__EXERCISE INPUTS__.
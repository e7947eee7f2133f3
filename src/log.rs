use std::sync::OnceLock;

fn reveal_secrets() -> bool {
    static REVEAL_SECRETS_CACHE: OnceLock<bool> = OnceLock::new();

    *REVEAL_SECRETS_CACHE.get_or_init(|| {
        std::env::var("ADMINRPC_REVEAL_SECRETS")
            .map(|v| {
                let val = v.to_lowercase();
                val == "true" || val == "1"
            })
            .unwrap_or(false)
    })
}

/// Masks a secret (session token, account name) showing only start and end
/// characters. If ADMINRPC_REVEAL_SECRETS is true, returns the original string.
pub fn mask_string(s: &str) -> String {
    if reveal_secrets() {
        return s.to_string();
    }

    if s.len() <= 12 {
        return "***".to_string();
    }

    format!("{}...{}", &s[0..4], &s[s.len() - 4..])
}

#[cfg(test)]
mod tests {
    use super::*;

    #[test]
    fn short_values_are_fully_masked() {
        assert_eq!(mask_string("admin"), "***");
        assert_eq!(mask_string(""), "***");
    }

    #[test]
    fn long_values_keep_head_and_tail() {
        assert_eq!(mask_string("0123456789abcdef"), "0123...cdef");
    }
}
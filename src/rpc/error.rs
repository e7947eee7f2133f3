//! Error types for the JSON-RPC client core.
//!
//! Every failure from the transport, codec, or session layers reaches the
//! caller as a distinct [`ApiError`] variant; nothing is swallowed or
//! retried. The only local recovery anywhere in the core is the session
//! manager's proactive invalidation on a detected auth expiry, which still
//! re-raises the originating error.

use std::path::PathBuf;

use serde::Deserialize;
use serde_json::Value;
use thiserror::Error;

/// Network-level failure of a single HTTP exchange.
///
/// The transport performs no retry; a variant here means the exchange did
/// not complete, never that it completed with an empty body.
#[derive(Debug, Error)]
pub enum TransportError {
    /// The TCP connection could not be established (refused, unreachable,
    /// DNS failure).
    #[error("connection failed: {0}")]
    ConnectFailed(String),

    /// The configured connect or read timeout elapsed.
    #[error("request timed out: {0}")]
    Timeout(String),

    /// TLS negotiation or certificate validation failed.
    #[error("TLS failure: {0}")]
    Tls(String),

    /// The exchange was cut short for any other reason.
    #[error("request aborted: {0}")]
    Aborted(String),
}

impl TransportError {
    /// Classifies a `reqwest` failure into the transport taxonomy.
    pub(crate) fn from_reqwest(err: reqwest::Error) -> Self {
        if err.is_timeout() {
            return TransportError::Timeout(err.to_string());
        }
        if has_tls_cause(&err) {
            return TransportError::Tls(err.to_string());
        }
        if err.is_connect() {
            return TransportError::ConnectFailed(err.to_string());
        }
        TransportError::Aborted(err.to_string())
    }
}

fn has_tls_cause(err: &(dyn std::error::Error + 'static)) -> bool {
    let mut source = err.source();
    while let Some(inner) = source {
        let text = inner.to_string().to_ascii_lowercase();
        if text.contains("tls") || text.contains("ssl") || text.contains("certificate") {
            return true;
        }
        source = inner.source();
    }
    false
}

/// The response bytes could not be decoded as a JSON-RPC envelope.
#[derive(Debug, Error)]
pub enum CodecError {
    /// Not valid JSON, not an object, or neither `result` nor `error`
    /// member present.
    #[error("malformed response: {0}")]
    Malformed(String),
}

/// A protocol-level error object reported by the server.
///
/// This is a completed exchange whose envelope carried `error` instead of
/// `result`; it is surfaced as a failure, never merged into a result.
#[derive(Debug, Clone, Error, Deserialize)]
#[error("server error {code}: {message}")]
pub struct RemoteError {
    pub code: i64,
    #[serde(default)]
    pub message: String,
    #[serde(default)]
    pub data: Option<Value>,
}

/// Authentication lifecycle failures.
#[derive(Debug, Error)]
pub enum AuthError {
    /// The server rejected the login handshake.
    #[error("invalid credentials: {0}")]
    InvalidCredentials(String),

    /// The server declared the session dead; subsequent calls fail fast
    /// until the next login.
    #[error("session expired")]
    SessionExpired,
}

/// Local file access failed while preparing an upload.
#[derive(Debug, Error)]
pub enum FileError {
    /// The file could not be read or was empty. An empty body indicates a
    /// read failure to the server, not an intentional empty file.
    #[error("cannot read file {path}: {reason}")]
    NotReadable { path: PathBuf, reason: String },
}

/// Any failure an [`AdminClient`](crate::AdminClient) call can produce.
#[derive(Debug, Error)]
pub enum ApiError {
    #[error(transparent)]
    Transport(#[from] TransportError),

    #[error(transparent)]
    Codec(#[from] CodecError),

    #[error(transparent)]
    Remote(#[from] RemoteError),

    #[error(transparent)]
    Auth(#[from] AuthError),

    #[error(transparent)]
    File(#[from] FileError),

    /// No endpoint is configured yet; `login` establishes one.
    #[error("no endpoint configured, call login first")]
    NotConnected,
}
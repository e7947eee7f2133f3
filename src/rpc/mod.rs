//! JSON-RPC session and transport core.
//!
//! This module contains all protocol and state-machine logic shared across
//! the product family:
//!
//! - [`AdminClient`] - the public facade: login, named RPC calls, raw
//!   uploads, logout
//! - [`RpcRequest`]/[`RpcResponse`] - JSON-RPC 2.0 envelope codec
//! - [`Session`]/[`LoginState`] - session token and cookie lifecycle
//! - [`ApiError`] and friends - the typed failure taxonomy
//!
//! The transport performs exactly one HTTP(S) exchange per call; there is
//! no retry and no fallback anywhere in this module. Every failure reaches
//! the caller as a distinguishable error variant.
//!
//! # Example
//!
//! ```rust,no_run
//! use adminrpc::{AdminClient, Application, ClientConfig, ProductProfile};
//!
//! # async fn example() -> Result<(), anyhow::Error> {
//! let mut api = AdminClient::new(
//!     ProductProfile::workspace(),
//!     Application::new("Backup tool", "Company Ltd.", "2.1"),
//!     ClientConfig::default(),
//! )?;
//!
//! api.login("workspace.company.tld", "admin", "SecretPassword").await?;
//! api.upload_file("/tmp/report.pdf", Some(42)).await?;
//! api.logout().await?;
//! # Ok(())
//! # }
//! ```

mod client;
mod envelope;
mod error;
mod session;
mod transport;

pub use client::{AdminClient, UploadDescriptor};
pub use envelope::{RpcPayload, RpcRequest, RpcResponse, decode_response};
pub use error::{ApiError, AuthError, CodecError, FileError, RemoteError, TransportError};
pub use session::{LoginState, Session};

__WORK TO COMPLETE__. Copy every line of the data above, beginning with the first and ending with the line that contains "expiry, which still", and give nothing more.

__TASK RESPONSE__.
repository e7947eee7f2133f3
filename src/log.rs
use std::sync::OnceLock;

fn reveal_secrets() -> bool {
    static REVEAL_SECRETS_CACHE: OnceLock<bool> = OnceLock::new();

    *REVEAL_SECRETS_CACHE.get_or_init(|| {
        std::env::var("ADMINRPC_REVEAL_SECRETS")
            .map(|v| {
                let val = v.to_lowercase();
                val == "true" || val == "1"
            })
            .unwrap_or(false)
    })
}

/// Masks a secret (session token, account name) showing only start and end
/// characters. If ADMINRPC_REVEAL_SECRETS is true, returns the original string.
pub fn mask_string(s: &str) -> String {
    if reveal_secrets() {
        return s.to_string();
    }

    if s.len() <= 12 {
        return "***".to_string();
    }

    format!("{}...{}", &s[0..4], &s[s.len() - 4..])
}

#[cfg(test)]
mod tests {
    use super::*;

    #[test]
    fn short_values_are_fully_masked() {
        assert_eq!(mask_string("admin"), "***");
        assert_eq!(mask_string(""), "***");
    }

    #[test]
    fn long_values_keep_head_and_tail() {
        assert_eq!(mask_string("0123456789abcdef"), "0123...cdef");
    }
}
filename src/rpc/error.rs
repository e7947eee7f2133f3
//! Error types for the JSON-RPC client core.
//!
//! Every failure from the transport, codec, or session layers reaches the
//! caller as a distinct [`ApiError`] variant; nothing is swallowed or
//! retried. The only local recovery anywhere in the core is the session
//! manager's proactive invalidation on a detected auth expiry, which still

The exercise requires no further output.